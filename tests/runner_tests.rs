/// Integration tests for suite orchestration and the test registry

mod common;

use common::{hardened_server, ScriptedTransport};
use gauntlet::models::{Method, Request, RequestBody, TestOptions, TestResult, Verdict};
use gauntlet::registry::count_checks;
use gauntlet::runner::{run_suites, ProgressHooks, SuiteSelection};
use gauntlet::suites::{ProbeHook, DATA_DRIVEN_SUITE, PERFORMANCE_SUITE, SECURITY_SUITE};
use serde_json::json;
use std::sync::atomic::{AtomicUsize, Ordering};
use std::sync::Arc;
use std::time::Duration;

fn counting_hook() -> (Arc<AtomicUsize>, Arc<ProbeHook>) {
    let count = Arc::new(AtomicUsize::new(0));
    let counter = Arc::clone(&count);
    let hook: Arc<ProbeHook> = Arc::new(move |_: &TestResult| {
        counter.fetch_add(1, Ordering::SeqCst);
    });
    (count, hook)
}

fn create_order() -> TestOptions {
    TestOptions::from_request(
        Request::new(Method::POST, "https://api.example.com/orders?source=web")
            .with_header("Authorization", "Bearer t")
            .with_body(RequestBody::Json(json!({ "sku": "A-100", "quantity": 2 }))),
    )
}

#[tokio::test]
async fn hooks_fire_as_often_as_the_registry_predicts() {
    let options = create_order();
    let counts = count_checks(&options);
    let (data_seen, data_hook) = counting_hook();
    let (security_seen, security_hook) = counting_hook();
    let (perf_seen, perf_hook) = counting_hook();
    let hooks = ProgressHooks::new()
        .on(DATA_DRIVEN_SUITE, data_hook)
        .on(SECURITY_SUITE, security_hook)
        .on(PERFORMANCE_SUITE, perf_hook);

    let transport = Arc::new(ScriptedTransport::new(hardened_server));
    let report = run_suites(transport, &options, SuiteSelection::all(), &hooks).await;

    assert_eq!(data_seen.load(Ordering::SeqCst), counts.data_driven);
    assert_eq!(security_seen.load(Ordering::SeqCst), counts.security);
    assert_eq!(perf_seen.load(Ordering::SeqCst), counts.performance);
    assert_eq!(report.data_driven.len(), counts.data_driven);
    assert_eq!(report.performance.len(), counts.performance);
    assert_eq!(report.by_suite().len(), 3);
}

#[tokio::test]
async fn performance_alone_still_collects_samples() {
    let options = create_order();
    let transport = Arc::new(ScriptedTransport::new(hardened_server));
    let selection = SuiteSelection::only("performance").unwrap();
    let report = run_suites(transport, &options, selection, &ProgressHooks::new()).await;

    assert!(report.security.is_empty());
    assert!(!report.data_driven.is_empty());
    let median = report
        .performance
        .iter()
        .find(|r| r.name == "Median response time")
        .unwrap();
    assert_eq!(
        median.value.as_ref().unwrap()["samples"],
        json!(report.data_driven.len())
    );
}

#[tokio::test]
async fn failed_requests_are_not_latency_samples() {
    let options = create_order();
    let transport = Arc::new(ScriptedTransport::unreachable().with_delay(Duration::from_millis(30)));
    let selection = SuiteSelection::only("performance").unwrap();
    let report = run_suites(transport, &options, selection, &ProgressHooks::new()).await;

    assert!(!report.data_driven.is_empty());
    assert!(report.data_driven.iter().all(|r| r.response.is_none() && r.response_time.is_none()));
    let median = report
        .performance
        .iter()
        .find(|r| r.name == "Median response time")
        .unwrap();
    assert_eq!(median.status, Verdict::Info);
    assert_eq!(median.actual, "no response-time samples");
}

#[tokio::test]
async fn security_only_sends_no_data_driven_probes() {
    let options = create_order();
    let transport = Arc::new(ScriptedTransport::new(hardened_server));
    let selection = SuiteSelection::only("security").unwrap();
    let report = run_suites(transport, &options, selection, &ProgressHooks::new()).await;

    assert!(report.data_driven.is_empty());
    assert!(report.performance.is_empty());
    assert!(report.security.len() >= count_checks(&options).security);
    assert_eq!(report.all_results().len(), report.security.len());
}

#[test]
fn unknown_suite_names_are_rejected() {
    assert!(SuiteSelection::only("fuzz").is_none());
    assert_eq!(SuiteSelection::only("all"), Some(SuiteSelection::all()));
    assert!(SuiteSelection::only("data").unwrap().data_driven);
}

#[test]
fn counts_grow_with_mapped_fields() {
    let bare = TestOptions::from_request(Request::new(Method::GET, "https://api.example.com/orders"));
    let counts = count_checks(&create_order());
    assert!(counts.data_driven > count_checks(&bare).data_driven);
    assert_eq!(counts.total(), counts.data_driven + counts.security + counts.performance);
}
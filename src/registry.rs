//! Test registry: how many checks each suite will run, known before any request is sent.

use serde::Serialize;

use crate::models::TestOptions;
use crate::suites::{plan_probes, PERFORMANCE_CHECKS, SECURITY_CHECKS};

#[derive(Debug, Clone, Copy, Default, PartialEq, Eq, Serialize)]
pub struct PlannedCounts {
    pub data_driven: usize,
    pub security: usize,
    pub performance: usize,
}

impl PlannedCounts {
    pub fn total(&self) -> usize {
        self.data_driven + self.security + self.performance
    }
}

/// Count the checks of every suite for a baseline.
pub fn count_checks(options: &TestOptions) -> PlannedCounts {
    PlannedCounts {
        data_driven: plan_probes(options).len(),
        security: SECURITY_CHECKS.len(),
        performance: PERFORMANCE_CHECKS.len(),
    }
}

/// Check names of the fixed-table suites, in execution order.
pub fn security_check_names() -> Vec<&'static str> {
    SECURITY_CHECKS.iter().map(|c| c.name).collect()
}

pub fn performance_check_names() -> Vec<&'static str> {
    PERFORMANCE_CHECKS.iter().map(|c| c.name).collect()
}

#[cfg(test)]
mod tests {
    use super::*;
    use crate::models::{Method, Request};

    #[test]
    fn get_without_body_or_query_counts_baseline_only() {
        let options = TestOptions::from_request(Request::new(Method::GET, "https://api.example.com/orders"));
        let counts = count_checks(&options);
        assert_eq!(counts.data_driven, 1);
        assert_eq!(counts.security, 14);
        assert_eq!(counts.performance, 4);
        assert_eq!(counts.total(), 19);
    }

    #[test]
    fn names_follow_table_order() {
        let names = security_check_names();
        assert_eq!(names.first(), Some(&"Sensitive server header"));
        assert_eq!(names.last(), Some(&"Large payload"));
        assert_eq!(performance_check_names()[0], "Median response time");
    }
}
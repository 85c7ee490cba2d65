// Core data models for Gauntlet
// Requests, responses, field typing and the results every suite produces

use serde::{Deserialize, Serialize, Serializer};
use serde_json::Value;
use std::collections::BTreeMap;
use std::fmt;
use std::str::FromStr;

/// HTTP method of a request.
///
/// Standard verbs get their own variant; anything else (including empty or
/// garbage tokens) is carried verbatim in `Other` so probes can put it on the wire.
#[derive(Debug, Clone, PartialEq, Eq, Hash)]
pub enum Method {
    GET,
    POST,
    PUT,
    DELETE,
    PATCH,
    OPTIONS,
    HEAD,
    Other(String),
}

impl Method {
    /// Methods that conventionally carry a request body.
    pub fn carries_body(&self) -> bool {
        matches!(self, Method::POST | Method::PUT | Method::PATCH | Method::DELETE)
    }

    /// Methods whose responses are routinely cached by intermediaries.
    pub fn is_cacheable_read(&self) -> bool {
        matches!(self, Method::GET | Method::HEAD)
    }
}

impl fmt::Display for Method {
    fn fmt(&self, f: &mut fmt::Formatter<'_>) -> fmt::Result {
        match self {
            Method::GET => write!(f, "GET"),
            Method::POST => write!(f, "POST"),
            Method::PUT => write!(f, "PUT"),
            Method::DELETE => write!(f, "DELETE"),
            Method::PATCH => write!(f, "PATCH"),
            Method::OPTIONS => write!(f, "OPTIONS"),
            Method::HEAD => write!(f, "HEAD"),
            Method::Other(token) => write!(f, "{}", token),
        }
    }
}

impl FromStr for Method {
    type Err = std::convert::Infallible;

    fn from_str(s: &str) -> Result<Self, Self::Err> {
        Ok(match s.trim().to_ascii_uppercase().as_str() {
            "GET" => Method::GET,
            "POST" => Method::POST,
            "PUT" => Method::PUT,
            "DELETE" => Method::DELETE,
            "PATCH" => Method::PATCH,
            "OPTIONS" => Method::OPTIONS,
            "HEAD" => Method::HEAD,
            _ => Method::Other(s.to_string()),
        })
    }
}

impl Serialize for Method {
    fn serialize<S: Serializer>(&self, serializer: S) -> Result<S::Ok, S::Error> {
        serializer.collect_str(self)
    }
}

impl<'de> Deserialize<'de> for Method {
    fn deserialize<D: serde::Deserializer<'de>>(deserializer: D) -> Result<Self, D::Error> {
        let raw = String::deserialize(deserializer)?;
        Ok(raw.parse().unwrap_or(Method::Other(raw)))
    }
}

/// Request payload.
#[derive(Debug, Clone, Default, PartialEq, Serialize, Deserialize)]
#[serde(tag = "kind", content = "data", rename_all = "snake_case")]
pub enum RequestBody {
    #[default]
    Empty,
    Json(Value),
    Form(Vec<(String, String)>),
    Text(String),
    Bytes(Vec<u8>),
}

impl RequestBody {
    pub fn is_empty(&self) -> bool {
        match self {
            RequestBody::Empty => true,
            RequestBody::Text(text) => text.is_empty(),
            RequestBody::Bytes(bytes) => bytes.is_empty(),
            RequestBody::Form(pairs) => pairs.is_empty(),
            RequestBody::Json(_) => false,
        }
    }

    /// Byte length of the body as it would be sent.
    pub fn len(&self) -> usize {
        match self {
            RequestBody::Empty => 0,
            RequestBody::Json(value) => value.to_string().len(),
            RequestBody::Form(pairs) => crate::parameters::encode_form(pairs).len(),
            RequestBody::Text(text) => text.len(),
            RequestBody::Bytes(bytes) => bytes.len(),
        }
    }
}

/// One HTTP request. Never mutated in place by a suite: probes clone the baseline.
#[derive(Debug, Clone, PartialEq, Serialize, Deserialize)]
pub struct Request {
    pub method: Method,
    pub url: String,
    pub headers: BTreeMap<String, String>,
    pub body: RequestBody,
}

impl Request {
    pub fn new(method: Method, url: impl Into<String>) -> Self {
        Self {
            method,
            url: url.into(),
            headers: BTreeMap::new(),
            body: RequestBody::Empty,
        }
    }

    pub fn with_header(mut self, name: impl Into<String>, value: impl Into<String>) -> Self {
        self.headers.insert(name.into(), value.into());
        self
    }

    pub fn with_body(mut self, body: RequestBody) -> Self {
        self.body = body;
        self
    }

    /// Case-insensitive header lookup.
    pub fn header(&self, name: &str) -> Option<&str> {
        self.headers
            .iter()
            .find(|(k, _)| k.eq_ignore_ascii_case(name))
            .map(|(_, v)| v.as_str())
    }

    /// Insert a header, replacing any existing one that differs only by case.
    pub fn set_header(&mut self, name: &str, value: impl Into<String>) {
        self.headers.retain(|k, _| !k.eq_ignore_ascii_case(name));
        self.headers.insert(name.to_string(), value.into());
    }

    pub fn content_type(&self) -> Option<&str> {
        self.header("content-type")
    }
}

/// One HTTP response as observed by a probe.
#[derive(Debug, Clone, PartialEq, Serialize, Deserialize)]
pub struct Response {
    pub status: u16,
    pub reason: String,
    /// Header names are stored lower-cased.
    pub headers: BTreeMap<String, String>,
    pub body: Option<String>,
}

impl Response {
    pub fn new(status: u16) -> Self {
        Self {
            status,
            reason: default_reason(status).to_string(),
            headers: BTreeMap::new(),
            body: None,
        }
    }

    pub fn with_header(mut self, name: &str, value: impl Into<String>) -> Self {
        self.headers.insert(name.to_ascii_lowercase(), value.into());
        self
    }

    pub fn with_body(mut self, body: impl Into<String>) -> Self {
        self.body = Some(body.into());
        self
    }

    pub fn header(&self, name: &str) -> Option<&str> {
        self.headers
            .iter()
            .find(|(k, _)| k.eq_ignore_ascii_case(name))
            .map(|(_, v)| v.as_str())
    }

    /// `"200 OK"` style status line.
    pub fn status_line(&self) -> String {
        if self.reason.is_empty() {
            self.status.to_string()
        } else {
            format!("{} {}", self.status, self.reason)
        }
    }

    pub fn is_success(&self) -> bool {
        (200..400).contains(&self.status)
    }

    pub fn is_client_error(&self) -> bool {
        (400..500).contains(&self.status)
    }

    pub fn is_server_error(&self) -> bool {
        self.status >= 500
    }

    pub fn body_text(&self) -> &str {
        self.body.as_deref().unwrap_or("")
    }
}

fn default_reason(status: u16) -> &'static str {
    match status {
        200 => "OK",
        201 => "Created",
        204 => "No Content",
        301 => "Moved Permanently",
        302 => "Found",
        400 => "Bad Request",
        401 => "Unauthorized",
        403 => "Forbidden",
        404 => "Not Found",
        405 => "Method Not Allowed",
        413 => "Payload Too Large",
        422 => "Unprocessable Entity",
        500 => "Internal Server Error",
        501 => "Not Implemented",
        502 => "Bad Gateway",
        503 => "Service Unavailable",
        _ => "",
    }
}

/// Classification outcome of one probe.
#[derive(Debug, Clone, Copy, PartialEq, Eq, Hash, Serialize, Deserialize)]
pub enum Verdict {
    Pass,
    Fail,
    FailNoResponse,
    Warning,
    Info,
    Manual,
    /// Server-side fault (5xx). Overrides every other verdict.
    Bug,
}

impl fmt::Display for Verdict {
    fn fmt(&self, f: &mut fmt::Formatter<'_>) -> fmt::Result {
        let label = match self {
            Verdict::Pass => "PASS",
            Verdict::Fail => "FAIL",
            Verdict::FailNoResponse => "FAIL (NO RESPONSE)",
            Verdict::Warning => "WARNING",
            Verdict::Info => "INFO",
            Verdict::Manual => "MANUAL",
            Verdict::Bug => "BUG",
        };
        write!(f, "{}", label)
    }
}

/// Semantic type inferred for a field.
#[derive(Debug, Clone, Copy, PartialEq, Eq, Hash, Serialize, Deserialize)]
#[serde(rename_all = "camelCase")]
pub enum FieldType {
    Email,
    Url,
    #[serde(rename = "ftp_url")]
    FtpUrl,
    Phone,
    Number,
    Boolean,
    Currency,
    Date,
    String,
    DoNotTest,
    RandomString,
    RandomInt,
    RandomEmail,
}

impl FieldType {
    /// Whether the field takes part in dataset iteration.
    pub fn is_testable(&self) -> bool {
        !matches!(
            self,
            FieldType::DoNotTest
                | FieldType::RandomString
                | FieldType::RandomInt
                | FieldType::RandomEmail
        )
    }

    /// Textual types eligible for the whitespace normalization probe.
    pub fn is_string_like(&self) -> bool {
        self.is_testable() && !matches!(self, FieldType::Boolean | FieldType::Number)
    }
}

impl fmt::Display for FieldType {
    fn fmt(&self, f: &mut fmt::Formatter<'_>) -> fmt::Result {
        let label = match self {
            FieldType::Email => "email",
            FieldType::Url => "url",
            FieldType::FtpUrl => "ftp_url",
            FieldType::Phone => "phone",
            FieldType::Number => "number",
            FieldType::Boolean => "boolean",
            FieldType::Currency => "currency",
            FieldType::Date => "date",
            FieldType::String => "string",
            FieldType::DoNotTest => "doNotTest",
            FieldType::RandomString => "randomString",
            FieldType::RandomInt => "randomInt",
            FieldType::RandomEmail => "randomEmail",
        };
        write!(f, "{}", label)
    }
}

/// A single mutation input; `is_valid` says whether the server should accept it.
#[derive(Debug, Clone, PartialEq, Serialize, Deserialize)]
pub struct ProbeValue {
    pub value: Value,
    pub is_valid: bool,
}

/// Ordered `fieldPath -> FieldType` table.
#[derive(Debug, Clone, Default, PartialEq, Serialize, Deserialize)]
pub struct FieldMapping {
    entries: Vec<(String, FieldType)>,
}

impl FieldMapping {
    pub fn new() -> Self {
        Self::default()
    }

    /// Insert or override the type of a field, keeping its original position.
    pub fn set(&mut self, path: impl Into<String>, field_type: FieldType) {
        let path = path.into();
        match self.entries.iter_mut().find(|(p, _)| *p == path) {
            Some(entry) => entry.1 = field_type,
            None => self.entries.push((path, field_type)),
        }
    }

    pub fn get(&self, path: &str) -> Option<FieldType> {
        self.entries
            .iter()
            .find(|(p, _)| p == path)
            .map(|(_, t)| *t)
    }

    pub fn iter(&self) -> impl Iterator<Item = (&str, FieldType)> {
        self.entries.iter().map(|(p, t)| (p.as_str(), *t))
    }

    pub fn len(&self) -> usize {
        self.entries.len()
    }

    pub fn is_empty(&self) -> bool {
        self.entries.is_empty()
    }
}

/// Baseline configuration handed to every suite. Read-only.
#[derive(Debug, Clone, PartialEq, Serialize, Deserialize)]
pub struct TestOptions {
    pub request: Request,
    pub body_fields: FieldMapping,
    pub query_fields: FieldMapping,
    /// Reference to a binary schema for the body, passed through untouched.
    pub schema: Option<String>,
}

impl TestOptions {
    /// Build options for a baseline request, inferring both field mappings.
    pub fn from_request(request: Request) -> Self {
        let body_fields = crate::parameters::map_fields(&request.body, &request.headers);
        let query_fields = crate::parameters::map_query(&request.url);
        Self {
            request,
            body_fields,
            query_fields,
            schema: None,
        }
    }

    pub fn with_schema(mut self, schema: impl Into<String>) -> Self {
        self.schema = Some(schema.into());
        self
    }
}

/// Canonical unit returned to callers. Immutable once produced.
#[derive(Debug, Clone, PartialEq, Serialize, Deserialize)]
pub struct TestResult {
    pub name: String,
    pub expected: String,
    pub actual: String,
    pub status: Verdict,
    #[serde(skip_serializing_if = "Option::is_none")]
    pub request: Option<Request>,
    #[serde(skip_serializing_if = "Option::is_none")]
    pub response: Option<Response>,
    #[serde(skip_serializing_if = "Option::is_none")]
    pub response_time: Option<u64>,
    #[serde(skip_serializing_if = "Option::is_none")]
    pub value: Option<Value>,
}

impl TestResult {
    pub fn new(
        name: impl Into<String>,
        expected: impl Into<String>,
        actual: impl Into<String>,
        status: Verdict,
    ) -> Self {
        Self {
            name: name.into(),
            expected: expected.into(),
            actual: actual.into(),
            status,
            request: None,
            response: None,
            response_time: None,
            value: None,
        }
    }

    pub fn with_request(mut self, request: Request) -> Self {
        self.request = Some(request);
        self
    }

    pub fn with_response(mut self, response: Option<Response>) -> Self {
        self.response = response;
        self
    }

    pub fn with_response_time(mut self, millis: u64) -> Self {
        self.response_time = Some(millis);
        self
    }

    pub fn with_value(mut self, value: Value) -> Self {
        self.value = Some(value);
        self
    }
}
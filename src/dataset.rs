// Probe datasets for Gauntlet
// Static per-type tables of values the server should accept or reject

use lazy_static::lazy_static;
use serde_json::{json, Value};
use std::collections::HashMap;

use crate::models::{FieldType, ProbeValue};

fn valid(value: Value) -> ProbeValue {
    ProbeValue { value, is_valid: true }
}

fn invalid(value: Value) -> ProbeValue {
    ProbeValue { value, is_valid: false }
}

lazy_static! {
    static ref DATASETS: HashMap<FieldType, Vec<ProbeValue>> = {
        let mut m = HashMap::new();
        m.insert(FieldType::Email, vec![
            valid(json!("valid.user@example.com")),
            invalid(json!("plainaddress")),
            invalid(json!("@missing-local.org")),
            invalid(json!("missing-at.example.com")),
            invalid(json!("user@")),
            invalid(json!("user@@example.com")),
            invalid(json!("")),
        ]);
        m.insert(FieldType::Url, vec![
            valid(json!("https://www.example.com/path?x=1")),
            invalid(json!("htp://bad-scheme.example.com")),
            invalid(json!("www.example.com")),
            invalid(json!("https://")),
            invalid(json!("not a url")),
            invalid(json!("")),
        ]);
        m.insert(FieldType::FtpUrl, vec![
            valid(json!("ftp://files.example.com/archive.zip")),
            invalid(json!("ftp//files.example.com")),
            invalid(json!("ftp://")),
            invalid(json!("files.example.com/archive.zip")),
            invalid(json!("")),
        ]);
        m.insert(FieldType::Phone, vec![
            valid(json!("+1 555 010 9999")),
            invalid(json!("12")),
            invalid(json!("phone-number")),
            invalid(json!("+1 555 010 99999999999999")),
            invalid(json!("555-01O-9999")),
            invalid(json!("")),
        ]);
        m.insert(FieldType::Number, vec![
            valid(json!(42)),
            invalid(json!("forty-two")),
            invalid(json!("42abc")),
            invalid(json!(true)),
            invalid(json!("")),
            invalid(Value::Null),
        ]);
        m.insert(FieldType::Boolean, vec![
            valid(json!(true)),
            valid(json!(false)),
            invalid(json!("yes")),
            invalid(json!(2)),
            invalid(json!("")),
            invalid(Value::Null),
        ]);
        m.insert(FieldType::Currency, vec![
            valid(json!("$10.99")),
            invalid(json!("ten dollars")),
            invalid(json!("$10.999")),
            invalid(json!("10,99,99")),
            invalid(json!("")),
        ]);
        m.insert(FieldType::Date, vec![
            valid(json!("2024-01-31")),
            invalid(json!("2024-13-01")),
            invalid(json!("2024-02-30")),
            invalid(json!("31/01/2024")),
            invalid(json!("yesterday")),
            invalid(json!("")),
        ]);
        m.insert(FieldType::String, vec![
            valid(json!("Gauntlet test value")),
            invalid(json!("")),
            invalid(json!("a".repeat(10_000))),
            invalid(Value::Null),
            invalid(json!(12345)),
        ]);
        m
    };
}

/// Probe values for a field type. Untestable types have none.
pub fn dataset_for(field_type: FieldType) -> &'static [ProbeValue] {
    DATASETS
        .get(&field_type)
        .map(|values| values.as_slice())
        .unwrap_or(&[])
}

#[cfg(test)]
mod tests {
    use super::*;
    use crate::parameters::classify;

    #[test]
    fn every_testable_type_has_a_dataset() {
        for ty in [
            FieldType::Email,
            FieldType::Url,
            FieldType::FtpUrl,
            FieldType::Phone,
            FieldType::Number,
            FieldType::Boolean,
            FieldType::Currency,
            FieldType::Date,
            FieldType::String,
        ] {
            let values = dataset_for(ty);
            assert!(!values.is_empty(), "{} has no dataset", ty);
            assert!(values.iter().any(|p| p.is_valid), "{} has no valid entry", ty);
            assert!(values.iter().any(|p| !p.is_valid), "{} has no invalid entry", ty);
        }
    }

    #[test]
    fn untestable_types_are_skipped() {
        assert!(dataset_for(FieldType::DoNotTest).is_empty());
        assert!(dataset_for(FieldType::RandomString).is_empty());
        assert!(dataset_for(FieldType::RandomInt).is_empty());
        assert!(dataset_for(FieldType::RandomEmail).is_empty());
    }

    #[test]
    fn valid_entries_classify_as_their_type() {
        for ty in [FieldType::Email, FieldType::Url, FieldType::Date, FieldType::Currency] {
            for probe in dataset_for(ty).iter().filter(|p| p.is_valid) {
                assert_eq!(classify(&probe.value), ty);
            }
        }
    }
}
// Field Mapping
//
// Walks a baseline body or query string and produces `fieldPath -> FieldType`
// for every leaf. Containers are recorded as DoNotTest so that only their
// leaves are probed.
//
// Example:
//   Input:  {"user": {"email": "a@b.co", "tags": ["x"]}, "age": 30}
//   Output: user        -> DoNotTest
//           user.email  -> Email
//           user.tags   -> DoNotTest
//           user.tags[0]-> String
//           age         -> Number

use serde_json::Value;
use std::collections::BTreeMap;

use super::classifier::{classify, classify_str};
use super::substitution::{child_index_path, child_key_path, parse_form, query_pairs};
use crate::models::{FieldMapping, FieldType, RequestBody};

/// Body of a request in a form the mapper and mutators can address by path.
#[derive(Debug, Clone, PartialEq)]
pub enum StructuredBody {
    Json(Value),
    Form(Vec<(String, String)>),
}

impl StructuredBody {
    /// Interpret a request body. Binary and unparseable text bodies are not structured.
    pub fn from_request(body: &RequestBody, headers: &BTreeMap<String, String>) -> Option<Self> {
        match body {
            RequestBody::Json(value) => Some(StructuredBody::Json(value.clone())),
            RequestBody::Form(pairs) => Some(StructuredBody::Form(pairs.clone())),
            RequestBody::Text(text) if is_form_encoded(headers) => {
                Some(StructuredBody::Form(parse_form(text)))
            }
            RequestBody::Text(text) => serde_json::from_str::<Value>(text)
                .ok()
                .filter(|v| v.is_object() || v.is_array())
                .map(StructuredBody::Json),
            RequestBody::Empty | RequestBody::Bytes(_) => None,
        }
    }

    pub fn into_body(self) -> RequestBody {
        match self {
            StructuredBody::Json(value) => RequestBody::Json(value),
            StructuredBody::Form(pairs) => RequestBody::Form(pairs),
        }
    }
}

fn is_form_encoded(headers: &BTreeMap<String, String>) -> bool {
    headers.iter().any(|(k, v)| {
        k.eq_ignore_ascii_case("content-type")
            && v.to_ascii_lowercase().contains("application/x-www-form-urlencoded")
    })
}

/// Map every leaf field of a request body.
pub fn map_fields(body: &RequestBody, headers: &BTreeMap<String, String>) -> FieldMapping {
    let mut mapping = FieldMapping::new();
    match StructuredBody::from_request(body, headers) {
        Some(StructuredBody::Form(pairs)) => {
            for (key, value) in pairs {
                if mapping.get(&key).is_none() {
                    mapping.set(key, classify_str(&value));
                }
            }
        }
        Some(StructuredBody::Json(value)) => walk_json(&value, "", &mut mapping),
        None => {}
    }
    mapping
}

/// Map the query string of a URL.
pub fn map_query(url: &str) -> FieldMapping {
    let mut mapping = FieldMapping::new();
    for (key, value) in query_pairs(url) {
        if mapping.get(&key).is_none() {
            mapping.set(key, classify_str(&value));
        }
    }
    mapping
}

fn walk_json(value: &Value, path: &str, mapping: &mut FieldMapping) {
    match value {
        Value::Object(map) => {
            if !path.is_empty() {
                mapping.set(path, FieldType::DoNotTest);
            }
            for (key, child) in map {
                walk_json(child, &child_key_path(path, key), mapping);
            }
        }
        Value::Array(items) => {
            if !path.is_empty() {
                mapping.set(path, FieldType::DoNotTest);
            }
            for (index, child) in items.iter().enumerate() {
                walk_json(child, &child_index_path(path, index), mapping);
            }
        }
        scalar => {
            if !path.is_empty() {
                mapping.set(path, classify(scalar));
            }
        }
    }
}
----
- [TASK BRIEF]: Wherever the string "accept" appears in the entries, copy that line.

- [OUTPUT FOR THIS EXERCISE]:
/// A single mutation input; `is_valid` says whether the server should accept it.
// Static per-type tables of values the server should accept or reject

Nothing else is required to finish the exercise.